**What you are asked to do:** Within the listing below, how many lines hold "seen"? Reply with that number and no other text.

**Supplied records:**
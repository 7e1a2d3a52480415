use kmeans_core::Observer;
use tracing::{debug, trace};

use crate::traits::HasVariance;

/// Wraps an observer and reports every candidate to `tracing`.
///
/// Each scored candidate is logged at `trace`, improvements at `debug`. The
/// wrapped observer still decides whether the search continues; use
/// `Logged::new(())` to log without steering.
#[derive(Debug, Clone, Default)]
pub struct Logged<Obs> {
    inner: Obs,
    seen: usize,
}

impl<Obs> Logged<Obs> {
    /// Wraps `inner`, which still decides whether the search continues.
    #[must_use]
    pub fn new(inner: Obs) -> Self {
        Self { inner, seen: 0 }
    }

    /// Returns the number of candidates observed so far.
    #[must_use]
    pub fn seen(&self) -> usize {
        self.seen
    }

    /// Returns the wrapped observer.
    #[must_use]
    pub fn inner(&self) -> &Obs {
        &self.inner
    }

    /// Unwraps the logger, returning the wrapped observer.
    pub fn into_inner(self) -> Obs {
        self.inner
    }
}

impl<E, A, Obs> Observer<E, A> for Logged<Obs>
where
    E: HasVariance,
    Obs: Observer<E, A>,
{
    fn observe(&mut self, event: &E) -> Option<A> {
        let candidate = self.seen;
        self.seen += 1;

        let variance = event.variance();
        trace!(candidate, variance, best = ?event.best(), "scored candidate");
        if event.is_improvement() {
            debug!(candidate, variance, "improved clustering");
        }

        let action = self.inner.observe(event);
        if action.is_some() {
            debug!(candidate, "observer ended the search");
        }
        action
    }
}
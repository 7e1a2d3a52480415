/// Errors returned by seeding, searching, and mean computation.
#[derive(Debug, thiserror::Error, Clone, Copy, PartialEq, Eq)]
pub enum Error {
    /// A cluster count of zero was requested.
    #[error("k must be greater than 0")]
    KMustBeGreaterThanZero,

    /// The dataset has no axes, or there were no points to average.
    #[error("empty observations, there is no mean for an empty set of points")]
    EmptyObservations,
}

**Output:** 6